Saturday, April 2, 2022

The Danger of Comparing Proportions

In Ellenberg's book How Not to Be Wrong, Chapter 4, How much is that in Dead Americans?, the author writes about how a common statistic used to express tragedies is to calculate the proportion of people killed in some accident or terrorist bombing to the general population of the country and then to equate that to the same percentage if it happened in the US. Purportedly this is done so Americans grasp the equivalent tragedy if it happened here.

It makes sense on the face of it and I've personally never questioned this. And if the proportion is high, then presumably it makes one feel the tragedy at a personal level if one were to imagine it happening in their own country.

So in this chapter, Ellenberg takes us on a mathematical tour of the methods of determining the 'equivalences' of such calamities and I found it quite illuminating.

I will go through his reasoning below to likewise give a similar journey in this blog post:

1. While using proportions per country seems to make sense at the outset, he says that if you can compute these numbers in multiple ways and get different answers, this is an indicator that it may not be the best method to use.

Example: If a bombing in Tegucigalpa, Honduras killed 200 people, you may see news articles that state that the equivalent number of deaths had we a similar bombing in NYC would be: close to 1,400 deaths which of course if you are in NY, you would be shocked. And that of course is the desired effect.

To get to 1,400 deaths, you do this:

PopulationPct
Tegucigalpa11580000.01727%
Honduras99050000.00202%

So using 0.01727% and multiplying by NYC's population gives you:
Equiv Victims
Population# using Tegucigalpa-basis# using Honduras-basis
NY80000001381.692573161.5345785
USA33000000056994.818656663.301363

1381.7 which is ~1400 victims. Shocking!
But as you can see, there are measures you can compute by using the entire country instead (Honduras vs. USA). There you get 6663 victims. Shocking as well. One can dial up/down the shock as one sees fit.
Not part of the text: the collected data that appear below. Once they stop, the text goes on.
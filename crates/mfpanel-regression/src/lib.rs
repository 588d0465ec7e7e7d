#![doc = include_str!("../README.md")]
#![doc(issue_tracker_base_url = "https://github.com/factordynamics/mfpanel/issues/")]
#![cfg_attr(docsrs, feature(doc_cfg, doc_auto_cfg))]
#![warn(missing_docs)]
#![deny(unsafe_code)]

pub mod error;
pub mod linalg;
pub mod ols;
pub mod rolling;

pub use error::{RegressionError, Result};
pub use ols::OlsFit;
pub use rolling::{
    BetaRow, FactorBetaPanel, FundBetas, SAMPLE_LENGTH, WINDOW_LENGTH, WINDOWS_PER_SAMPLE, coefficient_rows,
    compute_betas, fund_betas,
};
//! Extract adapter contract.
//!
//! The four source datasets are pulled once from an [`ExtractSource`] into the
//! [`ExtractCache`](crate::cache::ExtractCache) and loaded from there on every
//! run. Loading never falls back to pulling: pulling needs external
//! credentials, so a missing snapshot is reported as
//! [`DataError::CacheMiss`](crate::DataError::CacheMiss).

pub mod frame;
pub mod parquet;

pub use parquet::ParquetExportSource;

use crate::cache::{CacheStats, ExtractCache};
use crate::error::{DataError, Result};
use crate::records::{FundRecord, HoldingsLink, HoldingsRecord, ShareClassLink};
use chrono::NaiveDate;
use serde::{Deserialize, Serialize};
use std::fmt;
use std::str::FromStr;
use tracing::info;

/// The four source datasets.
#[derive(Debug, Clone, Copy, PartialEq, Eq, Hash, Serialize, Deserialize)]
pub enum Dataset {
    /// Monthly share-class returns, net assets and style codes.
    FundReturns,
    /// Quarterly holdings reports.
    Holdings,
    /// Share class to fund links (undated).
    ShareClassLinks,
    /// Holdings fund to fund links (dated).
    HoldingsLinks,
}

impl Dataset {
    /// All datasets in pull order.
    pub const fn all() -> [Self; 4] {
        [
            Self::FundReturns,
            Self::Holdings,
            Self::ShareClassLinks,
            Self::HoldingsLinks,
        ]
    }

    /// Stable name used in the cache and in messages.
    pub const fn name(&self) -> &'static str {
        match self {
            Self::FundReturns => "fund_returns",
            Self::Holdings => "holdings",
            Self::ShareClassLinks => "share_class_links",
            Self::HoldingsLinks => "holdings_links",
        }
    }

    /// File name of the raw export for this dataset.
    pub const fn export_file(&self) -> &'static str {
        match self {
            Self::FundReturns => "CRSP_fund_combined.parquet",
            Self::Holdings => "s12.parquet",
            Self::ShareClassLinks => "mflink1.parquet",
            Self::HoldingsLinks => "mflink2.parquet",
        }
    }
}

impl fmt::Display for Dataset {
    fn fmt(&self, f: &mut fmt::Formatter<'_>) -> fmt::Result {
        f.write_str(self.name())
    }
}

impl FromStr for Dataset {
    type Err = DataError;

    fn from_str(s: &str) -> Result<Self> {
        Self::all()
            .into_iter()
            .find(|d| d.name() == s)
            .ok_or_else(|| DataError::Parse(format!("Unknown dataset: {}", s)))
    }
}

/// Inclusive calendar date range of an extract.
#[derive(Debug, Clone, Copy, PartialEq, Eq, Serialize, Deserialize)]
pub struct DateRange {
    /// First date included.
    pub start: NaiveDate,
    /// Last date included.
    pub end: NaiveDate,
}

impl DateRange {
    /// Create a range, rejecting `start > end`.
    pub fn new(start: NaiveDate, end: NaiveDate) -> Result<Self> {
        if start > end {
            return Err(DataError::InvalidDateRange {
                start: start.to_string(),
                end: end.to_string(),
            });
        }
        Ok(Self { start, end })
    }

    /// Whether a date lies inside the range.
    pub fn contains(&self, date: NaiveDate) -> bool {
        self.start <= date && date <= self.end
    }
}

/// Source of raw extracts.
///
/// Implementations return fully typed records; schema validation happens
/// inside the implementation, at the boundary.
pub trait ExtractSource {
    /// Monthly share-class records dated inside `range`.
    fn fund_records(&self, range: &DateRange) -> Result<Vec<FundRecord>>;

    /// Holdings reports dated inside `range`.
    fn holdings_records(&self, range: &DateRange) -> Result<Vec<HoldingsRecord>>;

    /// Share class to fund links.
    fn share_class_links(&self) -> Result<Vec<ShareClassLink>>;

    /// Holdings fund to fund links.
    fn holdings_links(&self) -> Result<Vec<HoldingsLink>>;
}

/// All four extracts loaded for one pipeline run.
#[derive(Debug, Clone, Default)]
pub struct Extracts {
    /// Monthly share-class records.
    pub fund_records: Vec<FundRecord>,
    /// Quarterly holdings reports.
    pub holdings_records: Vec<HoldingsRecord>,
    /// Share class to fund links.
    pub share_class_links: Vec<ShareClassLink>,
    /// Holdings fund to fund links.
    pub holdings_links: Vec<HoldingsLink>,
}

/// Pull the monthly returns extract into the cache.
pub fn pull_fund_records(
    source: &dyn ExtractSource,
    cache: &ExtractCache,
    range: &DateRange,
) -> Result<usize> {
    let records = source.fund_records(range)?;
    cache.put_fund_records(&records)?;
    info!(dataset = %Dataset::FundReturns, rows = records.len(), "pulled extract");
    Ok(records.len())
}

/// Pull the holdings extract into the cache.
pub fn pull_holdings_records(
    source: &dyn ExtractSource,
    cache: &ExtractCache,
    range: &DateRange,
) -> Result<usize> {
    let records = source.holdings_records(range)?;
    cache.put_holdings_records(&records)?;
    info!(dataset = %Dataset::Holdings, rows = records.len(), "pulled extract");
    Ok(records.len())
}

/// Pull the share-class link table into the cache.
pub fn pull_share_class_links(source: &dyn ExtractSource, cache: &ExtractCache) -> Result<usize> {
    let links = source.share_class_links()?;
    cache.put_share_class_links(&links)?;
    info!(dataset = %Dataset::ShareClassLinks, rows = links.len(), "pulled extract");
    Ok(links.len())
}

/// Pull the holdings link table into the cache.
pub fn pull_holdings_links(source: &dyn ExtractSource, cache: &ExtractCache) -> Result<usize> {
    let links = source.holdings_links()?;
    cache.put_holdings_links(&links)?;
    info!(dataset = %Dataset::HoldingsLinks, rows = links.len(), "pulled extract");
    Ok(links.len())
}

/// Pull all four extracts into the cache.
pub fn pull_all(
    source: &dyn ExtractSource,
    cache: &ExtractCache,
    range: &DateRange,
) -> Result<CacheStats> {
    pull_fund_records(source, cache, range)?;
    pull_holdings_records(source, cache, range)?;
    pull_share_class_links(source, cache)?;
    pull_holdings_links(source, cache)?;
    cache.get_stats()
}

/// Load all four extracts from the cache.
///
/// Fails on the first dataset without a snapshot.
pub fn load_all(cache: &ExtractCache) -> Result<Extracts> {
    Ok(Extracts {
        fund_records: cache.load_fund_records()?,
        holdings_records: cache.load_holdings_records()?,
        share_class_links: cache.load_share_class_links()?,
        holdings_links: cache.load_holdings_links()?,
    })
}
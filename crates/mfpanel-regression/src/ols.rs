//! Ordinary least squares with an intercept.
//!
//! The intercept is absorbed by centering: slopes minimize `|Xc b - yc|`
//! on the demeaned data and the intercept is `ȳ - x̄'b`. The centered
//! design is solved with [`least_squares`], so collinear or constant
//! regressors get the minimum-norm solution instead of an error.

use crate::error::{RegressionError, Result};
use crate::linalg::least_squares;
use ndarray::{Array1, ArrayView1, ArrayView2, Axis};

/// Fitted coefficients of one regression.
#[derive(Debug, Clone, PartialEq)]
pub struct OlsFit {
    /// Constant term.
    pub intercept: f64,
    /// One slope per regressor column.
    pub slopes: Array1<f64>,
}

/// Fit `y = a + X b` by least squares.
pub fn fit(x: ArrayView2<'_, f64>, y: ArrayView1<'_, f64>) -> Result<OlsFit> {
    let n = x.nrows();
    if y.len() != n {
        return Err(RegressionError::DimensionMismatch {
            expected: n,
            actual: y.len(),
        });
    }
    if n == 0 {
        return Err(RegressionError::InsufficientData {
            required: 1,
            actual: 0,
        });
    }

    let (x_mean, y_mean) = match (x.mean_axis(Axis(0)), y.mean()) {
        (Some(xm), Some(ym)) => (xm, ym),
        _ => {
            return Err(RegressionError::InsufficientData {
                required: 1,
                actual: n,
            });
        }
    };

    let xc = &x - &x_mean;
    let yc = &y - y_mean;

    let slopes = least_squares(xc.view(), yc.view())?;
    let intercept = y_mean - x_mean.dot(&slopes);

    Ok(OlsFit { intercept, slopes })
}

#[cfg(test)]
mod tests {
    use super::*;
    use approx::assert_abs_diff_eq;
    use ndarray::{Array2, array};

    #[test]
    fn test_simple_line() {
        let x = array![[0.0], [1.0], [2.0], [3.0]];
        let y = array![1.0, 3.0, 5.0, 7.0];
        let fit = fit(x.view(), y.view()).unwrap();
        assert_abs_diff_eq!(fit.intercept, 1.0, epsilon = 1e-10);
        assert_abs_diff_eq!(fit.slopes[0], 2.0, epsilon = 1e-10);
    }

    #[test]
    fn test_two_regressors_exact() {
        let x = array![
            [1.0, 0.5],
            [2.0, -1.0],
            [3.0, 2.0],
            [4.0, 0.0],
            [5.0, 1.5]
        ];
        let y = x.column(0).mapv(|v| 0.8 * v) + x.column(1).mapv(|v| -0.3 * v) + 0.25;
        let fit = fit(x.view(), y.view()).unwrap();
        assert_abs_diff_eq!(fit.slopes[0], 0.8, epsilon = 1e-9);
        assert_abs_diff_eq!(fit.slopes[1], -0.3, epsilon = 1e-9);
        assert_abs_diff_eq!(fit.intercept, 0.25, epsilon = 1e-9);
    }

    #[test]
    fn test_constant_column_gets_zero_slope() {
        let x = array![[1.0, 0.0], [2.0, 0.0], [3.0, 0.0]];
        let y = array![2.0, 4.0, 6.0];
        let fit = fit(x.view(), y.view()).unwrap();
        assert_abs_diff_eq!(fit.slopes[0], 2.0, epsilon = 1e-10);
        assert_abs_diff_eq!(fit.slopes[1], 0.0, epsilon = 1e-12);
    }

    #[test]
    fn test_small_scale_regressor_keeps_its_slope() {
        let frequencies = [0.31, 0.57, 0.83, 1.19, 1.61, 2.03, 2.47];
        let betas = array![1.0, 0.2, -0.3, 0.05, 0.1, -0.1, 0.5];
        let x = Array2::from_shape_fn((24, 7), |(i, j)| {
            let value = (frequencies[j] * (i + 1) as f64 + j as f64).sin();
            if j == 6 { value * 1e-6 } else { value }
        });
        let y = x.dot(&betas) + 0.02;

        let fit = fit(x.view(), y.view()).unwrap();
        for j in 0..6 {
            assert_abs_diff_eq!(fit.slopes[j], betas[j], epsilon = 1e-9);
        }
        assert_abs_diff_eq!(fit.slopes[6], 0.5, epsilon = 1e-6);
        assert_abs_diff_eq!(fit.intercept, 0.02, epsilon = 1e-9);
    }

    #[test]
    fn test_dimension_checks() {
        let x = Array2::<f64>::zeros((3, 2));
        let y = array![1.0, 2.0];
        assert!(matches!(
            fit(x.view(), y.view()),
            Err(RegressionError::DimensionMismatch { .. })
        ));

        let x = Array2::<f64>::zeros((0, 2));
        let y = Array1::<f64>::zeros(0);
        assert!(matches!(
            fit(x.view(), y.view()),
            Err(RegressionError::InsufficientData { .. })
        ));
    }
}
So Ellenberg states This multiplicity of conclusions should be a red flag. Something is fishy with the method of proportions.

Of course, we can't just throw out proportions! They can be useful, depending on the circumstances. So Ellenberg continues his tour by diving deeper.

2. He next goes into deaths by brain cancer as calculated by state. We do this on a proportional basis as this is preferable to absolute numbers. Absolute numbers by state aren't useful because the populations differ widely per state; thus we are better off "computing the proportion of each state's population that dies of brain cancer each year". Calculating this by state showed that South Dakota came in first with 5.7 brain cancer deaths per 100,000 people per year, well above the national rate of 3.4; However North Dakota was on the bottom of the list! Why is one Dakota at the top and the other Dakota at the bottom?! Similarly with Vermont and Maine; In Vermont, the rate is low, but Maine is in the top 5!

What these states have in common is that the populations are low! "Living in a small state, apparently, makes it either much more or much less likely you'll get brain cancer."

This sounds ridiculous and so there must be something else going on. To get to the bottom of this, the author goes into coin-flipping and demonstrates with random simulation that with small samples there is a lot more variability. This is at the heart of the Law of Large Numbers which states that as the sample size grows, the means of those samples approach the mean of the general population. So with small samples, you'll get more variability but as the sample sizes grow, you'll get more stability in the long run.

Thus, this explains what's happening with brain cancer. "Measuring the absolute number of brain cancer deaths is biased towards the big states; but measuring the highest rates - or the lowest ones!- put the smallest states in the lead. That's how South Dakota can have one of the highest rates of brain cancer death while North Dakota claims one of the lowest... it's because smaller populations are inherently more variable."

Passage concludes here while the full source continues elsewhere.